具体的には、(1)専門的・技術的分野における優れた知識・技能を有する外国人労働者については、引き続き積極的に受け入れるべきこと、(2)現行の外国人研修・技能実習制度に代わり、不足が想定される分野における外国人労働者の就労を認める新たな制度が必要、(3)新たな制度の導入にあたっては、受入機関の要件の厳格化、送出し国における日本語教育など、一定の管理が必要、などとしている。
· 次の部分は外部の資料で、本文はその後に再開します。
impl<S: Storage> Dataset<S> {
    /// Resolve the storage column receiving each standard trace field.
    fn import_mapping(&self, names: Option<&[String]>) -> Result<Vec<Option<usize>>, Error> {
        match names {
            Some(names) => {
                if names.len() != TRACE_FIELD_COUNT {
                    return Err(Error::ShapeMismatch {
                        what: "header names",
                        expected: TRACE_FIELD_COUNT,
                        found: names.len(),
                    });
                }
                names
                    .iter()
                    .map(|name| match name.is_empty() {
                        true => Ok(None),
                        false => self.state.schema.index(name).map(Some),
                    })
                    .collect()
            }
            None => Ok(TRACE_FIELDS
                .iter()
                .map(|field| self.state.schema.index(field.name).ok())
                .collect()),
        }
    }

    /// Split conversions into per-field trace factors and binary header factors.
    ///
    /// Trace fields are found by their position in `names`, or by standard field name when no
    /// mapping is given.
    fn conversion_factors(
        &self,
        names: Option<&[String]>,
        conversions: &[Conversion],
    ) -> Result<(Vec<f64>, Vec<(usize, f64)>), Error> {
        let mut trace = vec![1.0; TRACE_FIELD_COUNT];
        let mut binary = Vec::new();
        for conversion in conversions {
            let factor = units::factor(&conversion.from, &conversion.to)?;
            let position = match names {
                Some(names) => names.iter().position(|name| *name == conversion.field),
                None => fields::trace_index(&conversion.field),
            };
            if let Some(position) = position {
                trace[position] *= factor;
            } else if let Some(index) = fields::binary_index(&conversion.field) {
                binary.push((index, factor));
            } else {
                return Err(Error::InvalidHeaderName(conversion.field.clone()));
            }
        }
        Ok((trace, binary))
    }

    /// Import the traces of the SEG-Y file at `path`.
    ///
    /// Unless appending, existing traces are replaced and the file's text and binary headers are
    /// imported too. Appending requires the file to hold as many samples per trace as the
    /// dataset.
    ///
    /// If a chunk fails or `progress` cancels, the traces of the longest run of completed chunks
    /// are kept and the error ([Error::Cancelled] on cancellation) is returned.
    pub fn import_segy(
        &mut self,
        path: impl AsRef<Path>,
        cfg: &ImportConfig,
        progress: Option<&Progress<'_>>,
    ) -> Result<(), Error> {
        let path = path.as_ref();
        let mut reader = Reader::open_with(path, &cfg.overrides)?;
        let layout = *reader.layout();
        let names = cfg.header_names.as_deref();
        let mapping = self.import_mapping(names)?;
        let (trace_factors, bin_factors) = self.conversion_factors(names, &cfg.conversions)?;

        let first = if cfg.append {
            if layout.samples != self.state.samples {
                return Err(Error::ShapeMismatch {
                    what: "samples per trace",
                    expected: self.state.samples,
                    found: layout.samples,
                });
            }
            self.state.traces
        } else {
            let text = reader.text_header()?;
            let mut bin = reader.bin_header()?;
            for (index, factor) in &bin_factors {
                bin.values[*index] *= factor;
            }
            bin.values[fields::BIN_SAMP_NUM] = layout.samples as f64;
            self.set_trace_count(0)?;
            self.set_sample_count(layout.samples)?;
            self.state.limits = vec![EMPTY_LIMITS; self.header_width()];
            self.state.text_header = text.as_bytes().to_vec();
            self.state.bin_header = bin.values;
            0
        };

        let total = first + layout.traces;
        let samples = layout.samples;
        let width = self.header_width();
        let null = self.state.null_value;
        self.resize_blobs(total, samples)?;
        self.invalidate_all();

        let ranges = chunks(layout.traces, cfg.buffer_traces);
        let threads = resolve_concurrency(cfg.threads);
        let pool = create_pool(threads)?;
        let tracker = Tracker::new(progress, layout.traces);
        let headers = self.headers.clone();
        let traces = self.traces.clone();
        debug!(
            path = %path.display(),
            first,
            traces = layout.traces,
            chunks = ranges.len(),
            threads,
            "importing SEG-Y"
        );
        let import_chunk = |range: &Range<usize>| -> Result<Outcome, Error> {
            let chunk = reader.fork()?.read_chunk(range.clone())?;
            let mut limits = vec![EMPTY_LIMITS; width];
            let mut rows = vec![0.0; range.len() * width];
            for (i, row) in rows.chunks_exact_mut(width).enumerate() {
                for ((&value, column), factor) in
                    chunk.header(i).iter().zip(&mapping).zip(&trace_factors)
                {
                    let Some(column) = *column else {
                        continue;
                    };
                    let value = if value == null { value } else { value * factor };
                    row[column] = value;
                    expand(&mut limits[column], value, null);
                }
            }
            write_rows(&headers, width, first + range.start, &rows)?;
            write_samples(&traces, samples, first + range.start, &chunk.samples)?;
            Ok(Outcome::Done(limits))
        };
        let outcomes: Vec<Result<Outcome, Error>> = pool.install(|| {
            ranges
                .par_iter()
                .map(|range| {
                    if tracker.is_cancelled() {
                        return Ok(Outcome::Skipped);
                    }
                    let outcome = import_chunk(range);
                    match &outcome {
                        Ok(_) => {
                            let _ = tracker.advance(range.len());
                        }
                        // Chunks not yet started are skipped
                        Err(_) => tracker.cancel(),
                    }
                    outcome
                })
                .collect()
        });

        let (committed, failure) = committed_prefix(&ranges, outcomes, &mut self.state.limits);
        self.state.traces = first + committed;
        if committed < layout.traces {
            self.resize_blobs(self.state.traces, samples)?;
        }
        self.sync()?;
        if let Some(err) = failure {
            warn!(path = %path.display(), committed, ?err, "import stopped");
            return Err(err);
        }
        tracker.finish();
        info!(
            path = %path.display(),
            traces = layout.traces,
            total = self.state.traces,
            "imported SEG-Y"
        );
        Ok(())
    }

    /// Replace the text header with the one of the SEG-Y file at `path`.
    pub fn import_text_header(
        &mut self,
        path: impl AsRef<Path>,
        overrides: &Overrides,
    ) -> Result<(), Error> {
        let text = Reader::open_with(path, overrides)?.text_header()?;
        self.set_text_header(&text)
    }

    /// Replace the binary header with the one of the SEG-Y file at `path`.
    pub fn import_bin_header(
        &mut self,
        path: impl AsRef<Path>,
        overrides: &Overrides,
    ) -> Result<(), Error> {
        let bin = Reader::open_with(path, overrides)?.bin_header()?;
        self.write_bin_header(&bin.values)
    }

    /// Write the selected traces to a new SEG-Y file at `path`.
    ///
    /// Headers missing from the schema are written as zero. `SAMP_NUM` and `FORMAT` follow the
    /// dataset and `cfg`. Header values are written as stored unless [ExportConfig::conversions]
    /// names them.
    pub fn export_segy(
        &self,
        path: impl AsRef<Path>,
        cfg: &ExportConfig,
        progress: Option<&Progress<'_>>,
    ) -> Result<(), Error> {
        let path = path.as_ref();
        let len = self.state.traces;
        cfg.traces
            .validate(len)
            .map_err(|e| Error::selection("trace", e))?;
        let selected = cfg.traces.indices(len);
        let samples = self.state.samples;
        let layout = Layout {
            endian: cfg.endian,
            format: cfg.format,
            encoding: cfg.encoding,
            samples,
            traces: selected.len(),
        };
        let (trace_factors, bin_factors) = self.conversion_factors(None, &cfg.conversions)?;
        let mut bin = BinaryHeader::from_values(&self.state.bin_header)?;
        for (index, factor) in &bin_factors {
            bin.values[*index] *= factor;
        }
        let writer = Writer::create(path, layout)?;
        writer.write_text_header(&TextHeader::from_bytes(&self.state.text_header)?)?;
        writer.write_bin_header(&bin)?;

        let columns: Vec<Option<usize>> = TRACE_FIELDS
            .iter()
            .map(|field| self.state.schema.index(field.name).ok())
            .collect();
        let width = self.header_width();
        let null = self.state.null_value;
        let ranges = chunks(selected.len(), cfg.buffer_traces);
        let threads = resolve_concurrency(cfg.threads);
        let pool = create_pool(threads)?;
        let tracker = Tracker::new(progress, selected.len());
        let export_chunk = |range: &Range<usize>| -> Result<Outcome, Error> {
            let selector = Selector::List(selected[range.clone()].to_vec());
            let rows = self.read_header_rows(&selector)?;
            let mut headers = vec![0.0; range.len() * TRACE_FIELD_COUNT];
            for (out, row) in headers
                .chunks_exact_mut(TRACE_FIELD_COUNT)
                .zip(rows.chunks_exact(width))
            {
                for ((value, column), factor) in out.iter_mut().zip(&columns).zip(&trace_factors)
                {
                    if let Some(column) = *column {
                        let stored = row[column];
                        *value = if stored == null { stored } else { stored * factor };
                    }
                }
            }
            let data = self.read_traces(&selector, 0..samples)?;
            let records = writer.encode_traces(&headers, &data)?;
            writer.write_encoded(range.start, &records)?;
            Ok(Outcome::Done(Vec::new()))
        };
        let outcomes: Vec<Result<Outcome, Error>> = pool.install(|| {
            ranges
                .par_iter()
                .map(|range| {
                    if tracker.is_cancelled() {
                        return Ok(Outcome::Skipped);
                    }
                    let outcome = export_chunk(range);
                    match &outcome {
                        Ok(_) => {
                            let _ = tracker.advance(range.len());
                        }
                        Err(_) => tracker.cancel(),
                    }
                    outcome
                })
                .collect()
        });

        let (committed, failure) = committed_prefix(&ranges, outcomes, &mut []);
        writer.sync()?;
        if let Some(err) = failure {
            warn!(path = %path.display(), committed, ?err, "export stopped");
            return Err(err);
        }
        tracker.finish();
        info!(path = %path.display(), traces = selected.len(), "exported SEG-Y");
        Ok(())
    }
}
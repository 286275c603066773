//! A seismic dataset persisted in a single storage partition.
//!
//! # Format
//!
//! ```text
//! <partition>/
//!     left, right   versioned State (see [crate::metadata])
//!     headers       traces x fields, f64 little endian, row-major in storage column order
//!     traces        traces x samples, f32 little endian, row-major
//! ```
//!
//! Attribute changes are committed to the metadata blobs as they happen. Matrix writes are
//! durable once [Dataset::sync] returns.

use crate::{
    index::PrimaryKeyIndex, metadata::Metadata, view::SortedView, Error, HeaderSchema,
};
use geoseis_codec::{
    fields::{
        BINARY_FIELD_COUNT, BIN_FORMAT, BIN_SAMP_NUM, BIN_SAMP_RATE, TRACE_FIELDS, TRC_DELRECT,
    },
    SampleFormat, TextHeader,
};
use geoseis_geometry::Point;
use geoseis_runtime::{Blob, Storage};
use geoseis_utils::{units, Selector};
use std::{
    collections::HashMap,
    fmt,
    str::FromStr,
    sync::{Arc, Mutex, MutexGuard, PoisonError},
};
use tracing::{debug, info};

mod geometry;
mod keys;
mod matrix;
mod segy;
mod state;

pub use geometry::{PrestackGeometry, StackGeometry};
pub use keys::{KeyRange, SortedData};
pub use segy::{Conversion, ExportConfig, ImportConfig};
use state::State;

const HEADERS_BLOB: &[u8] = b"headers";
const TRACES_BLOB: &[u8] = b"traces";

macro_rules! named_enum {
    ($(#[$meta:meta])* $name:ident { $($variant:ident = ($code:literal, $text:literal)),+ $(,)? }) => {
        $(#[$meta])*
        #[derive(Clone, Copy, Debug, PartialEq, Eq, Hash)]
        pub enum $name {
            $($variant),+
        }

        impl $name {
            pub const ALL: &'static [$name] = &[$($name::$variant),+];

            pub(crate) fn code(self) -> u8 {
                match self {
                    $($name::$variant => $code),+
                }
            }

            pub(crate) fn from_code(code: u8) -> Result<Self, Error> {
                match code {
                    $($code => Ok($name::$variant),)+
                    other => Err(Error::Corrupt(format!(
                        "dataset metadata: {} code {other}",
                        stringify!($name)
                    ))),
                }
            }

            pub fn as_str(self) -> &'static str {
                match self {
                    $($name::$variant => $text),+
                }
            }
        }

        impl fmt::Display for $name {
            fn fmt(&self, f: &mut fmt::Formatter<'_>) -> fmt::Result {
                f.write_str(self.as_str())
            }
        }

        impl FromStr for $name {
            type Err = Error;

            fn from_str(s: &str) -> Result<Self, Self::Err> {
                Self::ALL
                    .iter()
                    .find(|v| v.as_str().eq_ignore_ascii_case(s))
                    .copied()
                    .ok_or_else(|| Error::InvalidArgument {
                        name: stringify!($name),
                        reason: format!("unknown value {s}"),
                    })
            }
        }
    };
}

named_enum!(
    /// Vertical axis of the samples.
    Domain {
        Twt = (0, "TWT"),
        Owt = (1, "OWT"),
        Tvd = (2, "TVD"),
        Tvdss = (3, "TVDSS"),
        Tvdsd = (4, "TVDSD"),
        Md = (5, "MD"),
    }
);

named_enum!(
    /// Processing stage of the traces.
    DataType {
        Stack = (0, "STACK"),
        Prestack = (1, "PRESTACK"),
    }
);

named_enum!(
    SurveyType {
        TwoD = (0, "2D"),
        ThreeD = (1, "3D"),
    }
);

impl Domain {
    /// Whether samples are measured in time (otherwise in depth).
    pub fn is_temporal(self) -> bool {
        matches!(self, Self::Twt | Self::Owt)
    }
}

/// Parameters of a new dataset.
#[derive(Clone, Debug)]
pub struct Param {
    /// Samples per trace.
    pub samples: usize,
    /// Initial number of traces (headers and samples are zero filled).
    pub traces: usize,
    /// Sample interval, in the temporal units for time domains and the length units otherwise.
    pub sample_rate: f64,
    pub domain: Domain,
    pub data_type: DataType,
    pub survey_type: SurveyType,
    /// Seismic reference datum, in the length units.
    pub srd: f64,
    pub spatial_reference: String,
    pub length_units: String,
    pub temporal_units: String,
    pub angular_units: String,
    pub data_units: String,
    /// Header value meaning "no value" (ignored by indexes, limits and boundaries).
    pub null_value: f64,
    pub schema: HeaderSchema,
}

impl Default for Param {
    fn default() -> Self {
        Self {
            samples: 0,
            traces: 0,
            sample_rate: 0.0,
            domain: Domain::Twt,
            data_type: DataType::Stack,
            survey_type: SurveyType::ThreeD,
            srd: 0.0,
            spatial_reference: String::new(),
            length_units: "m".into(),
            temporal_units: "ms".into(),
            angular_units: "deg".into(),
            data_units: String::new(),
            null_value: f64::NAN,
            schema: HeaderSchema::standard(),
        }
    }
}
//! Order traces by a tuple of header keys.

use crate::index::normalize;
use std::cmp::Ordering;
use tracing::debug;

/// Compare two key tuples: ascending, NaN last, element by element.
pub(crate) fn compare_keys(a: &[f64], b: &[f64]) -> Ordering {
    for (x, y) in a.iter().zip(b) {
        let ordering = match (x.is_nan(), y.is_nan()) {
            (true, true) => Ordering::Equal,
            (true, false) => Ordering::Greater,
            (false, true) => Ordering::Less,
            (false, false) => x.partial_cmp(y).unwrap_or(Ordering::Equal),
        };
        if ordering != Ordering::Equal {
            return ordering;
        }
    }
    Ordering::Equal
}

/// Every trace of a dataset, ordered by ascending key tuple (ties by trace index).
#[derive(Clone, Debug, PartialEq)]
pub struct SortedView {
    keys: Vec<String>,
    order: Vec<usize>,
}

impl SortedView {
    /// Build a view over `columns` (one column per key, one value per trace).
    ///
    /// Values equal to `null` sort with NaN, after every other value.
    pub fn build(keys: Vec<String>, columns: &[Vec<f64>], null: f64) -> Self {
        let traces = columns.first().map_or(0, Vec::len);
        let rows: Vec<Vec<f64>> = (0..traces)
            .map(|trace| {
                columns
                    .iter()
                    .map(|column| normalize(column[trace], null))
                    .collect()
            })
            .collect();
        let mut order: Vec<usize> = (0..traces).collect();

        // Stable, so equal tuples keep ascending trace order
        order.sort_by(|&a, &b| compare_keys(&rows[a], &rows[b]));
        debug!(?keys, traces, "built sorted view");
        Self { keys, order }
    }

    /// Header names the view is ordered by.
    pub fn keys(&self) -> &[String] {
        &self.keys
    }

    /// Trace indices in view order.
    pub fn traces(&self) -> &[usize] {
        &self.order
    }

    pub fn len(&self) -> usize {
        self.order.len()
    }

    pub fn is_empty(&self) -> bool {
        self.order.is_empty()
    }
}

#[cfg(test)]
mod tests {
    use super::*;
    use geoseis_macros::test_traced;

    #[test_traced]
    fn test_compare_keys() {
        assert_eq!(compare_keys(&[1.0, 2.0], &[1.0, 3.0]), Ordering::Less);
        assert_eq!(compare_keys(&[f64::NAN], &[1e300]), Ordering::Greater);
        assert_eq!(compare_keys(&[f64::NAN, 1.0], &[f64::NAN, 0.0]), Ordering::Greater);
        assert_eq!(compare_keys(&[-0.0], &[0.0]), Ordering::Equal);
    }

    #[test_traced]
    fn test_multi_key_order() {
        let inline = vec![2.0, 1.0, 2.0, 1.0, f64::NAN, 1.0];
        let xline = vec![1.0, 5.0, 0.0, 5.0, 0.0, -999.0];
        let view = SortedView::build(
            vec!["INLINE".into(), "XLINE".into()],
            &[inline, xline],
            -999.0,
        );
        assert_eq!(view.keys(), &["INLINE".to_string(), "XLINE".to_string()]);
        // (1,5) x2 in trace order, then (1,null), then (2,0), (2,1), then the NaN inline
        assert_eq!(view.traces(), &[1, 3, 5, 2, 0, 4]);
    }

    #[test_traced]
    fn test_deterministic() {
        let column = vec![3.0, 1.0, 3.0, 2.0, 1.0];
        let a = SortedView::build(vec!["CDP".into()], &[column.clone()], f64::NAN);
        let b = SortedView::build(vec!["CDP".into()], &[column], f64::NAN);
        assert_eq!(a, b);
        assert_eq!(a.traces(), &[1, 4, 3, 0, 2]);
        assert_eq!(a.len(), 5);
    }
}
さらに、(4)長期的な課題として、移民の受入れについてどのように考えるかを検討すべき、(5)新制度の導入に時間を要する場合は、当面の対策として、現行の外国人研修・技能実習制度を早急に改善すべきことを要望している。(5)については、不適正な受入れへの厳正な対処や、受入機関が、適正な制度運営を行っている送出し機関を選択できるように対応策を検討、受入れ人数枠を緩和する方向で見直すこと、などを求めている。
わが国の労働力人口は、2006年に比べ2017年に101万人減少、さらに2030年には477万人減少するとみられており、いずれにしても労働力不足に直面することは避けられない状況にある。日商は、若者、女性、高齢者などが働くことができる環境整備や就業支援、少子化対策への全力での取組みなどに加え、外国人労働者の活用を早急かつ前向きに検討し、抜本的な対策を講じる必要があると訴えている。